Build a new life for yourself. She dismissed this idea out of hand. How could she build a new life here, the middle of a picturesque nowhere, at a steady but menial job, with people too polite to trust? No, she'd thought, I'll wait. And her resolve never wavered but once. In the local library on another sunny Saturday, she saw a lean, athletic woman with short dark hair. Alex pulled a book from a shelf, holding it mid-air. The woman met her gaze and smiled, and her resolution waffled.
Alex refused to think of her as a substitute. You substitute ingredients for a meal you intend to finish, and Alex wasn't ready to finish this. You substitute one ingredient for an ingredient you're missing, and Alex wasn't willing to admit that she missed Olivia. Alex had broken it off with her weeks before the Sandoval case. Still, Alex found doing time was easier if she were also doing a librarian.
Standing at her desk in the gray county building, Alex put the phone back to her ear. "What? Could you repeat that?"
"It's safe. You can go back to New York now. If you still want to."
XXXX
She took off Sonia's white cross-trainers and socks and tucked them under the bed. The pink t-shirt, which Alex despised almost as much as she now despised Sonia herself, and the blue jeans were removed, folded neatly and tossed in a corner. Forty-six hours elapsed from phone call to flight, and Alex felt both rushed and impatient as she began dressing herself. The checked-off bullet items of her action plan flashed efficiently across her reflection in the mirror.
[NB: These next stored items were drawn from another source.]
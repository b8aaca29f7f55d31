//! RSI (Relative Strength Index) indicator.
//!
//! Uses Wilder's smoothing for average gain/loss calculation:
//! - First average: simple mean of gains/losses over first n changes
//! - Subsequent: avg = (prev_avg * (n-1) + current) / n
//!
//! Formula: RSI = 100 - (100 / (1 + avg_gain / avg_loss))
//! If avg_loss == 0: RSI = 100, or 0 when there was no movement at all
//!
//! Warmup: first n candles are invalid (need n price changes).

use crate::domain::indicator::{IndicatorSeries, IndicatorType};
use crate::domain::ohlcv::{closes, Candle};

pub fn calculate_rsi(candles: &[Candle], period: usize) -> IndicatorSeries {
    let raw = rsi_raw(&closes(candles), period);
    IndicatorSeries::from_raw(IndicatorType::Rsi(period), candles, &raw)
}

fn rsi_raw(prices: &[f64], period: usize) -> Vec<f64> {
    let mut out = vec![f64::NAN; prices.len()];
    if period == 0 || prices.len() <= period {
        return out;
    }

    let (gains, losses): (Vec<f64>, Vec<f64>) = prices
        .windows(2)
        .map(|w| {
            let change = w[1] - w[0];
            (change.max(0.0), (-change).max(0.0))
        })
        .unzip();

    let mut avg_gain = gains[..period].iter().sum::<f64>() / period as f64;
    let mut avg_loss = losses[..period].iter().sum::<f64>() / period as f64;
    out[period] = rsi_value(avg_gain, avg_loss);

    for i in (period + 1)..prices.len() {
        let change_idx = i - 1;
        avg_gain = (avg_gain * (period - 1) as f64 + gains[change_idx]) / period as f64;
        avg_loss = (avg_loss * (period - 1) as f64 + losses[change_idx]) / period as f64;
        out[i] = rsi_value(avg_gain, avg_loss);
    }

    out
}

fn rsi_value(avg_gain: f64, avg_loss: f64) -> f64 {
    if avg_loss == 0.0 {
        if avg_gain == 0.0 { 0.0 } else { 100.0 }
    } else {
        100.0 - (100.0 / (1.0 + avg_gain / avg_loss))
    }
}

#[cfg(test)]
mod tests {
    use super::*;
    use crate::domain::indicator::IndicatorValue;
    use chrono::NaiveDate;

    fn make_candles(prices: &[f64]) -> Vec<Candle> {
        let start = NaiveDate::from_ymd_opt(2024, 1, 1)
            .unwrap()
            .and_hms_opt(0, 0, 0)
            .unwrap();
        prices
            .iter()
            .enumerate()
            .map(|(i, &close)| Candle {
                pair: "TEST/USDT".into(),
                timestamp: start + chrono::Duration::minutes(5 * i as i64),
                open: close,
                high: close,
                low: close,
                close,
                volume: 1000.0,
            })
            .collect()
    }

    #[test]
    fn rsi_empty_candles() {
        let series = calculate_rsi(&[], 14);
        assert_eq!(series.values.len(), 0);
    }

    #[test]
    fn rsi_warmup_period() {
        let prices: Vec<f64> = (1..=15).map(|i| 100.0 + (i as f64 % 5.0) * 2.0).collect();
        let series = calculate_rsi(&make_candles(&prices), 14);

        assert_eq!(series.values.len(), 15);
        for i in 0..14 {
            assert!(!series.values[i].valid, "Candle {} should be invalid", i);
        }
        assert!(series.values[14].valid, "Candle 14 should be valid");
    }

    #[test]
    fn rsi_all_gains_no_losses() {
        let prices: Vec<f64> = (0..15).map(|i| 100.0 + i as f64).collect();
        let series = calculate_rsi(&make_candles(&prices), 14);

        assert_eq!(series.values[14].value, IndicatorValue::Simple(100.0));
    }

    #[test]
    fn rsi_all_losses_no_gains() {
        let prices: Vec<f64> = (0..15).map(|i| 100.0 - i as f64).collect();
        let series = calculate_rsi(&make_candles(&prices), 14);

        if let IndicatorValue::Simple(rsi) = series.values[14].value {
            assert!(rsi.abs() < f64::EPSILON, "RSI should be 0 when all losses");
        } else {
            panic!("Expected Simple value");
        }
    }

    #[test]
    fn rsi_flat_prices_is_zero() {
        let series = calculate_rsi(&make_candles(&[42.0; 20]), 14);
        assert_eq!(series.values[19].value, IndicatorValue::Simple(0.0));
    }

    #[test]
    fn rsi_jumps_from_zero_when_flat_table_starts_rising() {
        let mut prices = vec![100.0; 60];
        prices.extend([101.0, 102.0]);
        let raw = calculate_rsi(&make_candles(&prices), 14).simple_values();
        assert_eq!(&raw[58..62], &[0.0, 0.0, 100.0, 100.0]);
    }

    #[test]
    fn rsi_in_range() {
        let prices: Vec<f64> = (1..=40)
            .map(|i| 100.0 + (i as f64 % 7.0 - 3.0) * 2.0)
            .collect();
        let series = calculate_rsi(&make_candles(&prices), 14);

        for rsi in series.simple_values().into_iter().filter(|v| v.is_finite()) {
            assert!((0.0..=100.0).contains(&rsi), "RSI {} out of range", rsi);
        }
    }

    #[test]
    fn rsi_known_calculation() {
        let prices = [
            44.0, 44.25, 44.50, 43.75, 44.50, 44.25, 44.75, 45.25, 45.50, 45.25, 45.50, 46.0,
            46.25, 46.0, 46.50,
        ];
        let series = calculate_rsi(&make_candles(&prices), 14);

        // gains 4.0, losses 1.5 over 14 changes
        let expected = 100.0 - 100.0 / (1.0 + 4.0 / 1.5);
        if let IndicatorValue::Simple(rsi) = series.values[14].value {
            assert!((rsi - expected).abs() < 1e-9);
        } else {
            panic!("Expected Simple value");
        }
    }

    #[test]
    fn rsi_zero_period() {
        let series = calculate_rsi(&make_candles(&[100.0, 101.0]), 0);
        assert_eq!(series.values.len(), 2);
        assert!(series.values.iter().all(|p| !p.valid));
    }
}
Hose, slip, camisole: despite the buffet restaurants she'd been subjected to, Alex managed not to get fat. In a day and a half, she called her mother, scheduled a meeting with Donnelly, left a message for Olivia, quit her job, gave notice on the apartment, and managed to find a decent suit.
Blouse, skirt, blazer: these are the clothes she should have always worn. She had reserved a flight to New York under the name Alex Cabot. Her landlord could sell her furniture and keep her deposit. She didn't need her mail forwarded, and the librarian knew what to expect. Earrings, necklace, watch: the mirror reflected the image of a finished woman. She appraised her hair and makeup one last time and dropped the brush in the trashcan.
Alex left the unlocked apartment with Sonia's cell phone, driver's license and directions to the FBI's regional office tucked in an otherwise empty purse. Several hours later she sat in a parking lot next to a gray federal building, turning her old life over and over in her hands: driver's license, passport, and other cards. Black letters recounted her previous identity. She stared at them until meaning was absorbed and hit bone. I was not born in Pensacola. I am not thirty-three, nor do I live on Donovan Drive. My name is Alexandra Cabot. RIP, Sonia.
She was done with it. Done with the outlet malls, the chain restaurants, and the provincial mediocrity of this so-called city. She put Sonia's license in the glove box and headed for the airport. At LAX, Alex parked the car in a zone that would ensure its being towed away at Sonia's expense and grabbed her flight to freedom. Alex Cabot had been on hold long enough: a New Yorker without New York, ambition suppressed by the demands of obscurity. She would make them all-the city, the career, and even the woman-hers again.